Stored data entries:
================================
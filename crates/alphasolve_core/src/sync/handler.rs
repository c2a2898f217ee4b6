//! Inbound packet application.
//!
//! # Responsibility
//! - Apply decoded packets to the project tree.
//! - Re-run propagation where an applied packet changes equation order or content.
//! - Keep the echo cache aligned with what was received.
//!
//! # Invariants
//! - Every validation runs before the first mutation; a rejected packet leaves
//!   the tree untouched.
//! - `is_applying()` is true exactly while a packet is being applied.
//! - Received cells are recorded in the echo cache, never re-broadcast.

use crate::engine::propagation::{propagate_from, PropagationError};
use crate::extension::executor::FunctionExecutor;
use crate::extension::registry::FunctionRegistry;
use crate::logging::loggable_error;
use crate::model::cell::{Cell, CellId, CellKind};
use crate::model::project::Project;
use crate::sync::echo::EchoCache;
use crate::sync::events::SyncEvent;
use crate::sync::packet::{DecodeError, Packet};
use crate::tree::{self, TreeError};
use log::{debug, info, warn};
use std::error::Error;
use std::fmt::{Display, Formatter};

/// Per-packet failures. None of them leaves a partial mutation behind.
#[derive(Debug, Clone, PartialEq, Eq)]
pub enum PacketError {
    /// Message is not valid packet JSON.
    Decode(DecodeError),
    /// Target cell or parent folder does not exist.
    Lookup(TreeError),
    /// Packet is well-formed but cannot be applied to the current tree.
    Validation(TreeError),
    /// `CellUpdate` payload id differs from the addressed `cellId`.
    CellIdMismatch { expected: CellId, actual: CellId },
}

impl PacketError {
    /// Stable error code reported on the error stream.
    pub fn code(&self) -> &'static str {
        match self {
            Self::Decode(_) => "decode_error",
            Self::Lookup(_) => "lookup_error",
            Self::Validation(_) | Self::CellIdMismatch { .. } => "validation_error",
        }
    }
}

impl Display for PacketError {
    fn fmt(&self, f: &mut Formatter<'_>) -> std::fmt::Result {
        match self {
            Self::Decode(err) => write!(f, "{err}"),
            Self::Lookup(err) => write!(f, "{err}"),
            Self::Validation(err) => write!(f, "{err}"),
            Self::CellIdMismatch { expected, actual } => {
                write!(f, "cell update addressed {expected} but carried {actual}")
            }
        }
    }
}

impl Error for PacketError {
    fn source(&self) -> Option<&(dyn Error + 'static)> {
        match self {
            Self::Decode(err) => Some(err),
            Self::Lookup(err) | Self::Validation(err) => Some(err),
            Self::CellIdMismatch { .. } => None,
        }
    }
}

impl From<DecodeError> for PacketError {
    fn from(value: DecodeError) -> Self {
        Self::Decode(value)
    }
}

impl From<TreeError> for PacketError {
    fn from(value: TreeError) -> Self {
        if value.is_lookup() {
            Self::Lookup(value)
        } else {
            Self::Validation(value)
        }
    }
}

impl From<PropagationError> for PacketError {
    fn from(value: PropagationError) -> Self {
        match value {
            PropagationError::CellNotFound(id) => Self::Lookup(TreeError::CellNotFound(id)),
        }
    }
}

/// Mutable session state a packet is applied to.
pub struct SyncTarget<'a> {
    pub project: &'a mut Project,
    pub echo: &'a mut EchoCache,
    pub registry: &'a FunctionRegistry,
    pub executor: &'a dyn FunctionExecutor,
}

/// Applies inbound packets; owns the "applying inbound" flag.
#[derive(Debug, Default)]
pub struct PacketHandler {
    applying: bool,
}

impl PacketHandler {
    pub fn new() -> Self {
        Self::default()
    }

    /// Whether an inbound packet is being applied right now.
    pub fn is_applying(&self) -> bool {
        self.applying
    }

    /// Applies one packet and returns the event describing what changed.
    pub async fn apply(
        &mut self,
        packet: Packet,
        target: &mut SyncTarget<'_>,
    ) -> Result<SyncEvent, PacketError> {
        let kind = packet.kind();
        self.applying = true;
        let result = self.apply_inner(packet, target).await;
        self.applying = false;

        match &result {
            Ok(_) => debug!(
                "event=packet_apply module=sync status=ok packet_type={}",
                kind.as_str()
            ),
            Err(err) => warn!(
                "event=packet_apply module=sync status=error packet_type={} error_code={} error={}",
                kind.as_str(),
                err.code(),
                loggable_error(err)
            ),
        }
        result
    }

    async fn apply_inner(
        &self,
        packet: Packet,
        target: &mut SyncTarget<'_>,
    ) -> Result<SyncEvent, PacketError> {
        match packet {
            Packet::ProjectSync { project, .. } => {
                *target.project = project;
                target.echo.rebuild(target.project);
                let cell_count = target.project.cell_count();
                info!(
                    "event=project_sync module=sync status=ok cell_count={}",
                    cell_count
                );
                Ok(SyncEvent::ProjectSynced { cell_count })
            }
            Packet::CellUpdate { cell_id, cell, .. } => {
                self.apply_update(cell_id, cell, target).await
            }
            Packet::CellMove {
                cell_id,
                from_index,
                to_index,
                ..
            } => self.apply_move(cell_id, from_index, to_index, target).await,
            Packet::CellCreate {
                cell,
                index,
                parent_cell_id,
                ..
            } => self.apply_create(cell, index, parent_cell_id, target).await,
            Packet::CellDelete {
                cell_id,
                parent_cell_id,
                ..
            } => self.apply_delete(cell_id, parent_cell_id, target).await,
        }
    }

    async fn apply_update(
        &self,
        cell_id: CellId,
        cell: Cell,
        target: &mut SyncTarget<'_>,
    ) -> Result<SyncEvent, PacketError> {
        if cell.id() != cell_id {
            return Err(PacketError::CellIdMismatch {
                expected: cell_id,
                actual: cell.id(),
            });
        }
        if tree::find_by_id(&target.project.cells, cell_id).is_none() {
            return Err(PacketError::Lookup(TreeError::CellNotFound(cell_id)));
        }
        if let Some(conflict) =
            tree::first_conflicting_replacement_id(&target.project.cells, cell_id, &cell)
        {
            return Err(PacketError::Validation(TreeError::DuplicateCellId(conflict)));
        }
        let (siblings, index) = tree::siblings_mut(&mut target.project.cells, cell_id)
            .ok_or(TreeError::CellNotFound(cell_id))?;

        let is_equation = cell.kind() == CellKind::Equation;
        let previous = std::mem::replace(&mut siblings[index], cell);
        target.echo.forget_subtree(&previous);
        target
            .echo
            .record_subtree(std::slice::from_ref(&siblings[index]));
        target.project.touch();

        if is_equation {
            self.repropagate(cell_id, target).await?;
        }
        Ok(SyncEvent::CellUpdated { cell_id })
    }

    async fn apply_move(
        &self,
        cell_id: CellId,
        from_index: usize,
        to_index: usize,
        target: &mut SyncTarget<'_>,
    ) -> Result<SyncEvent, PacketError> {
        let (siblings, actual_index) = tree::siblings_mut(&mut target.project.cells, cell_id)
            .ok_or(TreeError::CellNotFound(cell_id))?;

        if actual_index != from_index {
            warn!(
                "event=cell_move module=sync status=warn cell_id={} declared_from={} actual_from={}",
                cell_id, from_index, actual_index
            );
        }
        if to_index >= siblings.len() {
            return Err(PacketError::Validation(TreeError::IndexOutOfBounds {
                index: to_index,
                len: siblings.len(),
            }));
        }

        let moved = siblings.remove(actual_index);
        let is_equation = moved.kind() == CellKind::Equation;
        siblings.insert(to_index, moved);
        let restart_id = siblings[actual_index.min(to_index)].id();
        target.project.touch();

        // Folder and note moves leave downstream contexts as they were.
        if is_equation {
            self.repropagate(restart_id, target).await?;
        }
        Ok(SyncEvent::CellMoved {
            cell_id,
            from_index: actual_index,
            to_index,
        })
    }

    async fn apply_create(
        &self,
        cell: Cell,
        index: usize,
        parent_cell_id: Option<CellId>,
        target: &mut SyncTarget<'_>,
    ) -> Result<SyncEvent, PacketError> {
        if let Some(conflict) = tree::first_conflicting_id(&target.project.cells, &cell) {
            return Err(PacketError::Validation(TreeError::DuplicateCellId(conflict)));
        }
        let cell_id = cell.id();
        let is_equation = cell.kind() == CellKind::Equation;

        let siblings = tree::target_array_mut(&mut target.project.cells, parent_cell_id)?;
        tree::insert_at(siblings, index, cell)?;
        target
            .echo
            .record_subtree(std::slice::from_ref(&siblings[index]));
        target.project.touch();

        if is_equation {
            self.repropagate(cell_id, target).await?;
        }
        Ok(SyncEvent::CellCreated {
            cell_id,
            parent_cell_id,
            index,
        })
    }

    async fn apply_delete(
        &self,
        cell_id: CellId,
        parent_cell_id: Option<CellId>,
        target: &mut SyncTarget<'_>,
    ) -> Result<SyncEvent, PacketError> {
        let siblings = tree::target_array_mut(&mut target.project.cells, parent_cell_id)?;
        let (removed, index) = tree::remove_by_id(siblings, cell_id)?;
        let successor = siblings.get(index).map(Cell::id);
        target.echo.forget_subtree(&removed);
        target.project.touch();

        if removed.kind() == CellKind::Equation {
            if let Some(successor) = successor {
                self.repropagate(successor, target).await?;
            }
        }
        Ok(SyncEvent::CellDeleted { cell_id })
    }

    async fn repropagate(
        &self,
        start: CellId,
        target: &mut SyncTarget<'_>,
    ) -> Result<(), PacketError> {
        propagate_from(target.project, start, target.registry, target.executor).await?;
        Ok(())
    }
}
================================
Nothing but the lines from the beginning of the records through the line with "use crate::extension::registry::FunctionRegistry;" should appear, each printed exactly.

filename crates/alphasolve_core/src/sync/handler.rs
repository c2a2898f217ee4b6
//! Inbound packet application.
//!
//! # Responsibility
//! - Apply decoded packets to the project tree.
//! - Re-run propagation where an applied packet changes equation order or content.
//! - Keep the echo cache aligned with what was received.
//!
//! # Invariants
//! - Every validation runs before the first mutation; a rejected packet leaves
//!   the tree untouched.
//! - `is_applying()` is true exactly while a packet is being applied.
//! - Received cells are recorded in the echo cache, never re-broadcast.

use crate::engine::propagation::{propagate_from, PropagationError};
use crate::extension::executor::FunctionExecutor;
use crate::extension::registry::FunctionRegistry;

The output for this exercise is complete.